- Coat of arms
- Hospital de Órbigo, Spain
- Coordinates: 42°27′40″N 5°53′3″W﻿ / ﻿42.46111°N 5.88417°W
- Country: Spain
- Autonomous community: Castile and León
- Province: León
- Municipality: Hospital de Órbigo

Government
- • Mayor: José Miguel Cordón Marcos (PSOE)

Area
- • Total: 4.8 km^{2} (1.9 sq mi)
- Elevation: 820 m (2,690 ft)

Population (2018)
- • Total: 987
- • Density: 210/km^{2} (530/sq mi)
- Time zone: UTC+1 (CET)
- • Summer (DST): UTC+2 (CEST)
- Postal Code: 24286
- Telephone prefix: 987
- Website: Ayto. de Hospital de Órbigo

= Hospital de Órbigo =

Hospital de Órbigo (/es/) is a municipality located in the province of León, Castile and León, Spain. According to the 2010 census (INE), the municipality had a population of 1,031 inhabitants.

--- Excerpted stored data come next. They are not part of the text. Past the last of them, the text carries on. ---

//! # 运行配置
//!
//! TOML 配置文件，所有字段都有默认值，缺省的段落和字段按默认值填充。
//!
//! ```toml
//! [bus]
//! port = "/dev/ttyUSB0"
//! baud_rate = 1000000
//! read_timeout_ms = 100
//!
//! [player]
//! autostart = false
//!
//! [dispatcher]
//! home_duration_ms = 2000
//! home_speed = 1000
//!
//! [storage]
//! dir = "positions"
//! ```

use crate::error::ConfigError;
use arm_protocol::POSITION_CENTER;
use serde::{Deserialize, Serialize};
use std::fs;
use std::path::{Path, PathBuf};
use std::time::Duration;

/// 完整配置
#[derive(Debug, Clone, Default, PartialEq, Serialize, Deserialize)]
#[serde(default)]
pub struct ArmConfig {
    pub bus: BusConfig,
    pub player: PlayerConfig,
    pub dispatcher: DispatcherConfig,
    pub storage: StorageConfig,
}

impl ArmConfig {
    /// 从文件加载
    pub fn load(path: impl AsRef<Path>) -> Result<Self, ConfigError> {
        let content = fs::read_to_string(path)?;
        Self::from_toml_str(&content)
    }

    pub fn from_toml_str(content: &str) -> Result<Self, ConfigError> {
        Ok(toml::from_str(content)?)
    }

    pub fn to_toml_string(&self) -> Result<String, toml::ser::Error> {
        toml::to_string_pretty(self)
    }
}

/// 舵机总线
#[derive(Debug, Clone, PartialEq, Serialize, Deserialize)]
#[serde(default)]
pub struct BusConfig {
    /// 串口设备路径
    pub port: String,
    pub baud_rate: u32,
    /// 读应答超时（毫秒）
    pub read_timeout_ms: u64,
}

impl BusConfig {
    pub fn read_timeout(&self) -> Duration {
        Duration::from_millis(self.read_timeout_ms)
    }
}

impl Default for BusConfig {
    fn default() -> Self {
        Self {
            port: "/dev/ttyUSB0".to_string(),
            baud_rate: 1_000_000,
            read_timeout_ms: 100,
        }
    }
}

/// 序列播放器
#[derive(Debug, Clone, PartialEq, Serialize, Deserialize)]
#[serde(default)]
pub struct PlayerConfig {
    /// 启动后立即回放
    pub autostart: bool,
    pub start_slot: u8,
    pub end_slot: u8,
    pub looping: bool,
}

impl Default for PlayerConfig {
    fn default() -> Self {
        Self {
            autostart: false,
            start_slot: 0,
            end_slot: 15,
            looping: true,
        }
    }
}

/// 指令调度
#[derive(Debug, Clone, PartialEq, Serialize, Deserialize)]
#[serde(default)]
pub struct DispatcherConfig {
    /// HOME 的目标位置
    pub home_position: u16,
    pub home_duration_ms: u16,
    pub home_speed: u16,
    /// SAVE 时写入每个关节的运动时间
    pub save_duration_ms: u16,
    /// SAVE 时写入每个关节的速度
    pub save_speed: u16,
    /// 读不到当前位置的关节按此值保存 / 上报
    pub fallback_position: u16,
}

impl Default for DispatcherConfig {
    fn default() -> Self {
        Self {
            home_position: POSITION_CENTER,
            home_duration_ms: 2000,
            home_speed: 1000,
            save_duration_ms: 1000,
            save_speed: 1000,
            fallback_position: POSITION_CENTER,
        }
    }
}

/// 位置存储
#[derive(Debug, Clone, Default, PartialEq, Serialize, Deserialize)]
#[serde(default)]
pub struct StorageConfig {
    /// 槽位文件目录；为空时使用内存存储
    pub dir: Option<PathBuf>,
}
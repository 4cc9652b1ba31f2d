//! # ARM100 Bus Transport Layer
//!
//! 半双工舵机总线的传输抽象，提供统一的收发接口。
//!
//! - `serial`：基于 `serialport` 的 USB/UART 适配器（feature `serial`）
//! - `mock`：模拟总线，按舵机的行为应答 PING / READ（feature `mock`）
//!
//! 传输层只搬运字节，不理解数据包；帧的构建和解析在 `arm-protocol`，
//! 同一时刻只允许一个数据包在线上的约束由上层驱动的总线锁保证。

use std::time::Duration;
use thiserror::Error;

#[cfg(feature = "serial")]
pub mod serial;

#[cfg(feature = "serial")]
pub use serial::SerialTransport;

#[cfg(any(test, feature = "mock"))]
pub mod mock;

#[cfg(any(test, feature = "mock"))]
pub use mock::{MockTransport, SimulatedServo};

/// 总线传输层统一错误类型
#[derive(Error, Debug)]
pub enum BusError {
    #[error("IO Error: {0}")]
    Io(#[from] std::io::Error),
    #[cfg(feature = "serial")]
    #[error("Serial port error: {0}")]
    Serial(#[from] serialport::Error),
    #[error("Device Error: {0}")]
    Device(String),
    #[error("Read timeout")]
    Timeout,
    #[error("Short write: expected {expected} bytes, wrote {written}")]
    ShortWrite { expected: usize, written: usize },
    #[error("Short read: expected {expected} bytes, received {received}")]
    ShortRead { expected: usize, received: usize },
}

/// 半双工总线传输
///
/// 实现者只需保证单次调用的原子性；跨调用的互斥（一次请求 + 应答）
/// 由调用方持有的锁负责。
pub trait BusTransport: Send {
    /// 阻塞发送，返回传输层接受的字节数
    fn send(&mut self, bytes: &[u8]) -> Result<usize, BusError>;

    /// 在 `timeout` 内最多接收 `max_len` 字节
    ///
    /// 超时时返回已收到的部分（可能为空），由调用方判定是否足够。
    fn receive(&mut self, max_len: usize, timeout: Duration) -> Result<Vec<u8>, BusError>;

    /// 丢弃接收缓冲区中的残留字节
    fn clear_input(&mut self) -> Result<(), BusError> {
        while !self.receive(64, Duration::ZERO)?.is_empty() {}
        Ok(())
    }
}

impl<T: BusTransport + ?Sized> BusTransport for Box<T> {
    fn send(&mut self, bytes: &[u8]) -> Result<usize, BusError> {
        (**self).send(bytes)
    }

    fn receive(&mut self, max_len: usize, timeout: Duration) -> Result<Vec<u8>, BusError> {
        (**self).receive(max_len, timeout)
    }

    fn clear_input(&mut self) -> Result<(), BusError> {
        (**self).clear_input()
    }
}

It is a stopping point along the Camino de Santiago and has a long stone medieval bridge, which was recently restored. The town itself is part of the community of Puente de Órbigo, puente meaning bridge.

== History ==

During the Middle Ages there was a small village along the east side of the Órbigo River with a small church dedicated to the Virgin Mary, called Puente de Órbigo. In the 16th century the Knights Hospitaller established a pilgrim hospital on the west side of the river that came to be called Hospital de Órbigo.

The town was a battle site in 456 between forces loyal to Theuderic I and Rechiar. Due to the bridge it was also important during the battles during Spain's Reconquista with Almanzor passing through the town at least once. Closer to the modern era in the 19th century, the town's inhabitants destroyed their iconic bridge to slow the advance of Napoleon's forces into Spain.

== Tournament of 1434 ==
In 1434, the Leonese knight Suero de Quiñones held a tournament in which he or one of his companions challenged all men of equal rank who wished to cross the bridge here to a jousting tournament, Suero holding this bridge in the name of unrequited love. By 1434 the skill of jousting was not a standard part of military training but the challenge was taken seriously. Since 1434 was a Jacobean holy year, the traffic upon the Road of St James was considerable. The tournament lasted from July 11 until 9 August and Don Suero claimed to have broken 300 lances by the end. Twenty four years later Suero de Quiñones was killed by Gutierre de Quijada, a knight he had beaten at the 1434 tournament.